Haas and colleagues initiated a pilot study to investigate the effects of four holistic nursing modalities, offered by certified holistic nurses, on the parasympathetic nervous system of oncology patients. The study also sought to identify which of the modalities patients would select during hospitalization or radiation treatments; examine changes in physiological vital sign measurements (blood pressure/pulse/respiratory rate), and correlate patient-reported evaluation of anxiety, nausea, and pain with the modalities received.

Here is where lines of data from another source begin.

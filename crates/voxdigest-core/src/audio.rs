//! Audio file ingestion.
//!
//! The pipeline accepts exactly one format: MP3 (`audio/mpeg`). Validation
//! happens against the declared media type before any remote call is made.

use anyhow::{Context, Result};
use std::path::Path;

/// The only media type the pipeline accepts.
pub const ACCEPTED_MEDIA_TYPE: &str = "audio/mpeg";

/// A user-selected audio file: binary content plus declared media type.
///
/// Construction does not validate the media type; [`crate::Pipeline::submit_audio`]
/// rejects anything that is not `audio/mpeg`.
#[derive(Debug, Clone)]
pub struct AudioSubmission {
    pub data: Vec<u8>,
    pub media_type: String,
    pub file_name: String,
}

impl AudioSubmission {
    pub fn new(
        data: Vec<u8>,
        media_type: impl Into<String>,
        file_name: impl Into<String>,
    ) -> Self {
        Self {
            data,
            media_type: media_type.into(),
            file_name: file_name.into(),
        }
    }

    /// Read an audio file from disk, deriving the media type from its extension.
    pub fn from_path(path: &Path) -> Result<Self> {
        let data = std::fs::read(path)
            .with_context(|| format!("Failed to read audio file: {}", path.display()))?;

        let extension = path
            .extension()
            .and_then(|e| e.to_str())
            .unwrap_or("")
            .to_lowercase();
        let file_name = path
            .file_name()
            .and_then(|n| n.to_str())
            .unwrap_or("audio.mp3")
            .to_string();

        crate::verbose!(
            "Loaded {} ({:.1} KB, {})",
            file_name,
            data.len() as f64 / 1024.0,
            media_type_for_extension(&extension)
        );

        Ok(Self::new(data, media_type_for_extension(&extension), file_name))
    }

    /// Whether the declared media type is the single accepted audio format.
    pub fn is_accepted(&self) -> bool {
        self.media_type == ACCEPTED_MEDIA_TYPE
    }
}

/// Map a file extension to its declared media type.
///
/// Unknown extensions map to `application/octet-stream` so they are rejected
/// by submission validation rather than guessed at.
pub fn media_type_for_extension(extension: &str) -> &'static str {
    match extension {
        "mp3" => "audio/mpeg",
        "wav" => "audio/wav",
        "m4a" => "audio/mp4",
        "ogg" => "audio/ogg",
        "flac" => "audio/flac",
        "webm" => "audio/webm",
        "aac" => "audio/aac",
        "opus" => "audio/opus",
        _ => "application/octet-stream",
    }
}

#[cfg(test)]
mod tests {
    use super::*;

    #[test]
    fn test_media_type_for_extension() {
        assert_eq!(media_type_for_extension("mp3"), "audio/mpeg");
        assert_eq!(media_type_for_extension("wav"), "audio/wav");
        assert_eq!(media_type_for_extension("xyz"), "application/octet-stream");
        assert_eq!(media_type_for_extension(""), "application/octet-stream");
    }

    #[test]
    fn test_only_mp3_is_accepted() {
        let mp3 = AudioSubmission::new(vec![0xff, 0xfb], "audio/mpeg", "talk.mp3");
        assert!(mp3.is_accepted());

        let wav = AudioSubmission::new(vec![0x52], "audio/wav", "talk.wav");
        assert!(!wav.is_accepted());
    }

    #[test]
    fn test_from_path_derives_type_and_name() {
        let dir = std::env::temp_dir().join("voxdigest_audio_test");
        let _ = std::fs::create_dir_all(&dir);
        let path = dir.join("lecture.mp3");
        std::fs::write(&path, b"not really mp3 bytes").unwrap();

        let submission = AudioSubmission::from_path(&path).unwrap();
        assert_eq!(submission.media_type, "audio/mpeg");
        assert_eq!(submission.file_name, "lecture.mp3");
        assert_eq!(submission.data, b"not really mp3 bytes");

        let _ = std::fs::remove_file(&path);
        let _ = std::fs::remove_dir(&dir);
    }
}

Physicians and nurses in the hospital/radiation therapy department offered patients holistic nursing consults. Patients could select any or all of the four modalities: healing touch, guided imagery, aromatherapy, and/or massage. Holistic nurses obtained vital signs and asked patients to evaluate three potential symptoms—anxiety, nausea, pain—both before beginning the modality and at completion.

A convenient sample of 442 patients participated in the study; the majority were female (68%) and white (85%). Of the participants, 66% selected healing touch, followed by guided imagery, 23%, and hand/foot massage, 21%. Only 8% chose aromatherapy.

After receiving the interventions, “statistically significant drops in physiological vital sign measurements were observed with each modality,” Haas reported. The P-value for each was <0.01 except for aromatherapy (diastolic blood press, P=0.49). “Changes in self-reported improvement in anxiety, nausea, and pain were statistically significant (P<0.01), except aromatherapy (P=0.08 for nausea).”

Haas concluded that a growing body of scientific evidence supports integrative nursing modalities in oncology, “thus providing opportunities for nurses to engage/support patients at a higher level of care,” including offering “therapies with confidence to improve patient care.”